Croatian Who Blew Whistle on Tudjman’s Hidden Cash Dies

Ankica Lepej, perhaps the most famous whistleblower in the history of Croatia, has died of COVID-19 complications in Zagreb, Sanja Sarnavka, the human rights and women's rights activist, wrote on her Facebook profile.

"Ankica Lepej, our courageous and good fellow citizen, did not manage to beat COVID-19. I'm sorry. She showed us how to love your homeland in the right way. She paid a huge price for her act of civil courage, but she never regretted it", Sarnavka wrote.

In 1998, working as a clerk in Zagrebacka banka, Lepej found that Ankica Tudjman, wife of then-president Franjo Tudjman, had deposited 210,000 German marks and 15,000 dollars in her bank account - a huge sum for the time.

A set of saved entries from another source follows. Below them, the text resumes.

//! Discretization of taper profiles into physical sections.

use serde::{Deserialize, Serialize};

use crate::error::Result;
use crate::profile::TaperSpec;
use crate::table::ImpedanceTable;

/// A taper discretized into physical layout sections.
///
/// Positions walk from the load end at 0 toward the source. Each of the
/// `sections + 1` samples pairs a running physical position with the
/// conductor width that realizes the profile impedance there.
#[derive(Debug, Clone, PartialEq, Serialize, Deserialize)]
pub struct TaperSections {
    positions: Vec<f64>,
    widths: Vec<f64>,
    squares: f64,
}

impl TaperSections {
    /// Running physical positions, in micrometers, starting at 0 at the
    /// load end.
    pub fn positions(&self) -> &[f64] {
        &self.positions
    }

    /// Conductor widths, in micrometers, paired with
    /// [`positions`](Self::positions).
    pub fn widths(&self) -> &[f64] {
        &self.widths
    }

    /// Total physical length, in micrometers.
    pub fn length(&self) -> f64 {
        *self.positions.last().unwrap_or(&0.0)
    }

    /// Number of samples, one more than the section count.
    pub fn len(&self) -> usize {
        self.positions.len()
    }

    /// Whether the discretization has no samples.
    pub fn is_empty(&self) -> bool {
        self.positions.is_empty()
    }

    /// Estimated number of squares of film along the taper.
    ///
    /// Reported for resistance estimation only; nothing downstream gates
    /// on this value.
    pub fn squares(&self) -> f64 {
        self.squares
    }

    /// Iterates over `(position, width)` samples.
    pub fn samples(&self) -> impl Iterator<Item = (f64, f64)> + '_ {
        self.positions
            .iter()
            .copied()
            .zip(self.widths.iter().copied())
    }

    /// The same sections walked from the source end instead.
    pub fn reversed(&self) -> TaperSections {
        let total = self.length();
        TaperSections {
            positions: self.positions.iter().rev().map(|p| total - p).collect(),
            widths: self.widths.iter().rev().copied().collect(),
            squares: self.squares,
        }
    }
}

/// Converts a taper spec into physical sections using tabulated
/// cross-section data.
///
/// The taper's electrical length is split into `sections` equal pieces,
/// and each piece is divided by the phase index of its local cross
/// section, so electrically identical sections come out physically
/// unequal. Index 0 of the result is the load end. The square count of
/// the film is logged for resistance estimation but never enforced.
pub fn discretize(spec: &TaperSpec, table: &ImpedanceTable) -> Result<TaperSections> {
    spec.validate()?;
    let span = tracing::info_span!("discretize", sections = spec.sections());
    let _enter = span.enter();

    let profile = spec.impedance_profile()?;
    let electrical = spec.electrical_length()?;
    let dl = electrical / spec.sections() as f64;

    let mut widths = Vec::with_capacity(profile.len());
    let mut indices = Vec::with_capacity(profile.len());
    for &z in &profile {
        widths.push(table.width_for_impedance(z)?);
        indices.push(table.index_for_impedance(z)?);
    }

    let mut positions = Vec::with_capacity(profile.len());
    positions.push(0.0);
    for i in 1..profile.len() {
        positions.push(positions[i - 1] + dl / indices[i - 1]);
    }

    // Each section is keyed by its load-side sample.
    let squares: f64 = (0..profile.len() - 1)
        .map(|i| dl / (indices[i] * widths[i]))
        .sum();
    let length = *positions.last().unwrap_or(&0.0);
    tracing::info!(length, electrical, squares, "discretized taper");

    Ok(TaperSections {
        positions,
        widths,
        squares,
    })
}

President Tudjman had not reported the large sum in his asset declaration, and Lepej decided the public needed to know this. The revelation was published in Jutarnji list by the journalist Orlanda Obad.

Zagebacka banka then published an advert in Jutarnji list offering a million kuna reward for information on who leaked the data. Lepej went to the bank and told them she was the whistleblower.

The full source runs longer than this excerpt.